Brainstem tegmental necrosis and olivary hypoplasia: a lethal entity associated with congenital apnea.

Previously, we reported an isolated case of a newborn with central apnea at birth, ventilator-dependence, and combined malformative and destructive brainstem lesions (1). We now report 2 additional cases with similar clinicopathologic features. All 3 patients were male (XY karyotype) and required immediate ventilatory support in the delivery room. Perinatal complications included polyhydramnios and breech presentation. Variable cranial nerve palsies and orofacial and limb anomalies were present. The patients dies within minutes of withdrawal of ventilatory support at 2 to 11 weeks after birth. Significant neuropathologic findings were localized to the caudal pons and medulla, and included tegmental necrosis (neuronal loss, gliosis, mineralization) with involvement of respiratory-related nuclei, and anomalies of rhombic lip derivatives (olivary hypoplasia, arcuate nucleus hyperplasia).

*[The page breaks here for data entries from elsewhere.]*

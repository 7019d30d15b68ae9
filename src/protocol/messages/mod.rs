//! # Stock Messages
//!
//! The client and server messages the server understands out of the box.
//!
//! | id    | direction | message                  |
//! |-------|-----------|--------------------------|
//! | 10101 | in        | Login                    |
//! | 10108 | in        | KeepAlive                |
//! | 10212 | in        | ChangeAvatarName         |
//! | 14109 | in        | GoHomeFromOffline        |
//! | 14315 | in        | AllianceChat             |
//! | 20103 | out       | LoginFailed              |
//! | 20104 | out       | LoginOk                  |
//! | 20108 | out       | KeepAliveOk              |
//! | 24111 | out       | AvailableServerCommand   |
//! | 24312 | out       | AllianceChatServer       |

pub mod alliance_chat;
pub mod avatar_name;
pub mod home;
pub mod keep_alive;
pub mod login;

pub use alliance_chat::{AllianceChatMessage, AllianceChatServerMessage};
pub use avatar_name::{AvailableServerCommandMessage, ChangeAvatarNameMessage, ServerCommand};
pub use home::GoHomeFromOfflineMessage;
pub use keep_alive::{KeepAliveMessage, KeepAliveOkMessage};
pub use login::{LoginFailedMessage, LoginFailedReason, LoginMessage, LoginOkMessage};

/// Packet ids.
pub mod ids {
    pub const LOGIN: u16 = 10101;
    pub const KEEP_ALIVE: u16 = 10108;
    pub const CHANGE_AVATAR_NAME: u16 = 10212;
    pub const GO_HOME_FROM_OFFLINE: u16 = 14109;
    pub const ALLIANCE_CHAT: u16 = 14315;

    pub const LOGIN_FAILED: u16 = 20103;
    pub const LOGIN_OK: u16 = 20104;
    pub const KEEP_ALIVE_OK: u16 = 20108;
    pub const AVAILABLE_SERVER_COMMAND: u16 = 24111;
    pub const ALLIANCE_CHAT_SERVER: u16 = 24312;
}
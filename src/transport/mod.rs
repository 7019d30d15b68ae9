//! # Transport Layer
//!
//! TCP serving, per-connection state and the shared online directories.
//!
//! ## Components
//! - **server**: listener, accept loop and per-connection read/dispatch loop
//! - **session**: connection lifecycle and the cloneable sending half
//! - **directory**: online registry and alliance broadcast directory

pub mod directory;
pub mod server;
pub mod session;

pub use directory::{BroadcastDirectory, OnlineIdentity, OnlineRegistry, SharedDirectories};
pub use server::FrameTransport;
pub use session::{ConnectionHandle, ConnectionId, ConnectionSession, SessionState};
use std::time::SystemTime;

use futures::future::BoxFuture;
use tracing::debug;

use crate::error::Result;
use crate::protocol::message::{ClientMessage, HandlerContext};
use crate::service::EventService;
use crate::transport::session::ConnectionSession;

/// Client returning to the home screen after a battle or offline period.
#[derive(Debug, Clone, Copy, Default)]
pub struct GoHomeFromOfflineMessage;

impl ClientMessage for GoHomeFromOfflineMessage {
    fn name(&self) -> &'static str {
        "GoHomeFromOffline"
    }

    fn decode(&mut self, _payload: &[u8]) -> Result<()> {
        Ok(())
    }

    fn process<'a>(
        self: Box<Self>,
        session: &'a mut ConnectionSession,
        ctx: &'a HandlerContext,
    ) -> BoxFuture<'a, Result<()>> {
        Box::pin(async move {
            if !session.is_active() {
                debug!(conn_id = session.id(), "go home before login ignored");
                return Ok(());
            }

            // home data is not served yet; record which events the player would see
            let now = SystemTime::now();
            let events = &ctx.services.events;
            for slot in 0..events.slot_count() {
                if let Some(event) = events.current_event(slot) {
                    debug!(
                        conn_id = session.id(),
                        slot,
                        game_mode = %event.config.game_mode,
                        location = event.location_id,
                        seconds_left = event.seconds_left(now),
                        "event visible at home"
                    );
                }
            }
            Ok(())
        })
    }
}
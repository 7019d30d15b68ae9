// test-only module included via protocol/mod.rs
#![allow(clippy::unwrap_used, clippy::expect_used, clippy::panic)]

use std::sync::Arc;
use std::time::Duration;

use tokio::io::{AsyncReadExt, DuplexStream};

use crate::config::{DEFAULT_CIPHER_KEY, DEFAULT_CIPHER_NONCE, HEADER_LEN};
use crate::core::bytestream::{ByteReader, ByteWriter};
use crate::core::frame::FrameHeader;
use crate::core::types::LogicLong;
use crate::protocol::message::{ClientMessage, HandlerContext};
use crate::protocol::messages::ids;
use crate::protocol::registry::HandlerRegistry;
use crate::service::memory::StaticContent;
use crate::service::rotation::default_schedules;
use crate::service::{AllianceMembership, Collaborators, EventRotation, Player, PlayerStore};
use crate::transport::directory::SharedDirectories;
use crate::transport::session::{ConnectionSession, SessionState};
use crate::utils::cipher::{CipherPair, StreamCipher};
use crate::utils::metrics::Metrics;

/// Client side of an in-memory connection.
struct Peer {
    reader: DuplexStream,
    cipher: StreamCipher,
}

impl Peer {
    async fn next_frame(&mut self) -> (u16, Vec<u8>) {
        let mut header = [0u8; HEADER_LEN];
        tokio::time::timeout(Duration::from_secs(2), self.reader.read_exact(&mut header))
            .await
            .expect("frame within 2s")
            .unwrap();
        let header = FrameHeader::parse(&header).unwrap();

        let mut payload = vec![0u8; header.length as usize];
        self.reader.read_exact(&mut payload).await.unwrap();
        self.cipher.process(&mut payload);
        (header.id, payload)
    }
}

fn context() -> HandlerContext {
    let content = Arc::new(StaticContent::with_defaults());
    let events = Arc::new(EventRotation::new(default_schedules(), content.clone()).unwrap());
    HandlerContext::new(
        Collaborators::in_memory(content, events),
        SharedDirectories::new(),
        Arc::new(Metrics::new()),
    )
}

fn connect(id: u64, ctx: &HandlerContext) -> (ConnectionSession, Peer) {
    let (server_side, client_side) = tokio::io::duplex(64 * 1024);
    let ciphers = CipherPair::new(
        DEFAULT_CIPHER_KEY.as_bytes(),
        DEFAULT_CIPHER_NONCE.as_bytes(),
    )
    .unwrap();
    let session = ConnectionSession::open(
        id,
        "127.0.0.1:40000".parse().unwrap(),
        ciphers,
        server_side,
        Arc::clone(&ctx.metrics),
    );
    let peer = Peer {
        reader: client_side,
        cipher: StreamCipher::new(
            DEFAULT_CIPHER_KEY.as_bytes(),
            DEFAULT_CIPHER_NONCE.as_bytes(),
        )
        .unwrap(),
    };
    (session, peer)
}

fn login_payload(high: i32, low: i32, token: &str) -> Vec<u8> {
    let mut writer = ByteWriter::new();
    writer.write_i32(high);
    writer.write_i32(low);
    writer.write_str(token);
    writer.write_i32(27);
    writer.write_i32(269);
    writer.write_i32(1);
    writer.write_str("fingerprint");
    writer.write_string(None);
    writer.write_str("uuid");
    writer.write_string(None);
    writer.write_str("model");
    writer.write_varint(1);
    writer.write_str("US");
    writer.into_bytes().to_vec()
}

fn string_payload(value: &str) -> Vec<u8> {
    let mut writer = ByteWriter::new();
    writer.write_str(value);
    writer.into_bytes().to_vec()
}

async fn deliver(
    registry: &HandlerRegistry,
    session: &mut ConnectionSession,
    ctx: &HandlerContext,
    packet_id: u16,
    payload: &[u8],
) -> crate::Result<()> {
    let mut message: Box<dyn ClientMessage> = registry.create(packet_id)?;
    message.decode(payload)?;
    if message.starts_login() {
        session.begin_login();
    }
    message.process(session, ctx).await
}

#[tokio::test]
async fn test_login_creates_player_and_goes_active() {
    let ctx = context();
    let registry = HandlerRegistry::with_defaults().unwrap();
    let (mut session, mut peer) = connect(1, &ctx);

    deliver(&registry, &mut session, &ctx, ids::LOGIN, &login_payload(0, 5, "tok-a"))
        .await
        .unwrap();

    let (id, payload) = peer.next_frame().await;
    assert_eq!(id, ids::LOGIN_OK);
    let mut reader = ByteReader::new(&payload);
    assert_eq!(reader.read_i32().unwrap(), 0);
    assert_eq!(reader.read_i32().unwrap(), 5);

    assert_eq!(session.state(), SessionState::Active);
    assert_eq!(session.player().unwrap().token, "tok-a");
    assert_eq!(ctx.directories.online.len(), 1);
    assert!(ctx.directories.broadcast.contains(1));
}

#[tokio::test]
async fn test_blank_token_gets_generated_one() {
    let ctx = context();
    let registry = HandlerRegistry::with_defaults().unwrap();
    let (mut session, mut peer) = connect(1, &ctx);

    deliver(&registry, &mut session, &ctx, ids::LOGIN, &login_payload(0, 0, ""))
        .await
        .unwrap();

    let (id, payload) = peer.next_frame().await;
    assert_eq!(id, ids::LOGIN_OK);
    let mut reader = ByteReader::new(&payload);
    for _ in 0..4 {
        reader.read_i32().unwrap();
    }
    let token = reader.read_string().unwrap().unwrap();
    assert!(!token.is_empty());
    assert_eq!(session.player().unwrap().token, token);
}

#[tokio::test]
async fn test_duplicate_login_rejected_until_first_leaves() {
    let ctx = context();
    let registry = HandlerRegistry::with_defaults().unwrap();
    let (mut first, mut first_peer) = connect(1, &ctx);
    let (mut second, mut second_peer) = connect(2, &ctx);

    deliver(&registry, &mut first, &ctx, ids::LOGIN, &login_payload(0, 5, "tok"))
        .await
        .unwrap();
    assert_eq!(first_peer.next_frame().await.0, ids::LOGIN_OK);

    deliver(&registry, &mut second, &ctx, ids::LOGIN, &login_payload(0, 5, "tok"))
        .await
        .unwrap();
    let (id, payload) = second_peer.next_frame().await;
    assert_eq!(id, ids::LOGIN_FAILED);
    assert_eq!(ByteReader::new(&payload).read_i32().unwrap(), 6);
    assert_eq!(second.state(), SessionState::Authenticating);
    assert_eq!(ctx.metrics.snapshot().duplicate_logins, 1);

    ctx.directories.remove_connection(1);
    deliver(&registry, &mut second, &ctx, ids::LOGIN, &login_payload(0, 5, "tok"))
        .await
        .unwrap();
    assert_eq!(second_peer.next_frame().await.0, ids::LOGIN_OK);
    assert!(second.is_active());
}

#[tokio::test]
async fn test_generated_token_cannot_log_in_twice() {
    let ctx = context();
    let registry = HandlerRegistry::with_defaults().unwrap();
    let (mut first, mut first_peer) = connect(1, &ctx);
    let (mut second, mut second_peer) = connect(2, &ctx);

    deliver(&registry, &mut first, &ctx, ids::LOGIN, &login_payload(0, 0, ""))
        .await
        .unwrap();
    assert_eq!(first_peer.next_frame().await.0, ids::LOGIN_OK);
    let owner = first.player().unwrap().clone();

    deliver(
        &registry,
        &mut second,
        &ctx,
        ids::LOGIN,
        &login_payload(owner.id.high, owner.id.low, &owner.token),
    )
    .await
    .unwrap();
    assert_eq!(second_peer.next_frame().await.0, ids::LOGIN_FAILED);
    assert!(!second.is_active());
    assert_eq!(ctx.directories.online.len(), 1);
    assert!(!ctx.directories.broadcast.contains(2));
}

#[tokio::test]
async fn test_keep_alive_acknowledged_in_any_state() {
    let ctx = context();
    let registry = HandlerRegistry::with_defaults().unwrap();
    let (mut session, mut peer) = connect(1, &ctx);

    deliver(&registry, &mut session, &ctx, ids::KEEP_ALIVE, &[])
        .await
        .unwrap();
    let (id, payload) = peer.next_frame().await;
    assert_eq!(id, ids::KEEP_ALIVE_OK);
    assert!(payload.is_empty());
    assert_eq!(session.state(), SessionState::Connected);
}

#[tokio::test]
async fn test_rename_requires_login() {
    let ctx = context();
    let registry = HandlerRegistry::with_defaults().unwrap();
    let (mut session, mut peer) = connect(1, &ctx);

    deliver(
        &registry,
        &mut session,
        &ctx,
        ids::CHANGE_AVATAR_NAME,
        &string_payload("Early"),
    )
    .await
    .unwrap();

    // nothing was sent for the rename, so the next frame is the heartbeat reply
    deliver(&registry, &mut session, &ctx, ids::KEEP_ALIVE, &[])
        .await
        .unwrap();
    assert_eq!(peer.next_frame().await.0, ids::KEEP_ALIVE_OK);
}

#[tokio::test]
async fn test_rename_persists_and_confirms() {
    let ctx = context();
    let registry = HandlerRegistry::with_defaults().unwrap();
    let (mut session, mut peer) = connect(1, &ctx);

    deliver(&registry, &mut session, &ctx, ids::LOGIN, &login_payload(0, 9, "tok"))
        .await
        .unwrap();
    peer.next_frame().await;

    deliver(
        &registry,
        &mut session,
        &ctx,
        ids::CHANGE_AVATAR_NAME,
        &string_payload("  Poco "),
    )
    .await
    .unwrap();

    let (id, payload) = peer.next_frame().await;
    assert_eq!(id, ids::AVAILABLE_SERVER_COMMAND);
    let mut reader = ByteReader::new(&payload);
    assert_eq!(reader.read_varint().unwrap(), 201);
    assert_eq!(reader.read_varint().unwrap(), 201);
    assert_eq!(reader.read_string().unwrap().as_deref(), Some("Poco"));

    assert_eq!(session.player().unwrap().name, "Poco");
    let stored = ctx.services.players.load_by_token("tok").unwrap().unwrap();
    assert_eq!(stored.name, "Poco");
}

#[tokio::test]
async fn test_alliance_chat_reaches_every_member() {
    let ctx = context();
    let registry = HandlerRegistry::with_defaults().unwrap();
    let alliance = LogicLong::new(0, 77);

    let mut members = Vec::new();
    for conn in 1..=2u64 {
        let (mut session, peer) = connect(conn, &ctx);
        let mut player = Player::new(LogicLong::new(0, conn as i32), format!("t{conn}"), "US");
        player.name = format!("member{conn}");
        player.alliance = Some(AllianceMembership { alliance, role: 1 });
        ctx.directories
            .broadcast
            .add(session.handle().clone(), Some(alliance))
            .unwrap();
        session.establish(player).unwrap();
        members.push((session, peer));
    }

    let (outsider, mut outsider_peer) = connect(3, &ctx);
    ctx.directories
        .broadcast
        .add(outsider.handle().clone(), None)
        .unwrap();

    let (sender, _) = &mut members[0];
    deliver(&registry, sender, &ctx, ids::ALLIANCE_CHAT, &string_payload("hello"))
        .await
        .unwrap();

    for (_, peer) in members.iter_mut() {
        let (id, payload) = peer.next_frame().await;
        assert_eq!(id, ids::ALLIANCE_CHAT_SERVER);
        let mut reader = ByteReader::new(&payload);
        assert_eq!(reader.read_varint().unwrap(), 2);
        assert_eq!(reader.read_logic_long().unwrap(), LogicLong::new(0, 1));
        assert_eq!(reader.read_logic_long().unwrap(), LogicLong::new(0, 1));
        assert_eq!(reader.read_string().unwrap().as_deref(), Some("member1"));
    }

    let mut byte = [0u8; 1];
    let nothing = tokio::time::timeout(
        Duration::from_millis(100),
        outsider_peer.reader.read(&mut byte),
    )
    .await;
    assert!(nothing.is_err(), "outsider must not receive alliance chat");
}

#[tokio::test]
async fn test_go_home_is_silent() {
    let ctx = context();
    let registry = HandlerRegistry::with_defaults().unwrap();
    let (mut session, _peer) = connect(1, &ctx);

    deliver(&registry, &mut session, &ctx, ids::GO_HOME_FROM_OFFLINE, &[])
        .await
        .unwrap();
    session
        .establish(Player::new(LogicLong::new(0, 1), "t", "US"))
        .unwrap();
    deliver(&registry, &mut session, &ctx, ids::GO_HOME_FROM_OFFLINE, &[])
        .await
        .unwrap();
    assert!(session.is_active());
}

Three-dimensional computer reconstructions facilitated clinicoanatomic correlations, and underscored the restriction of the lesions to pontine and medullary rhombomeres and rhombic lip. The histopathology of these cases suggests a malformative process occurring at the end of the first trimester (time of rhombic lip migrations), and a superimposed destructive process (tegmental necrosis) in the second half of gestation. Although the etiology is unknown, the segmental nature of the lesions suggests the possibility of an abnormality in homeobox gene regulation. These cases likely represent a distinct clinicopathologic entity that should be considered in the differential diagnosis of Moebius syndrome and failure to breathe at birth.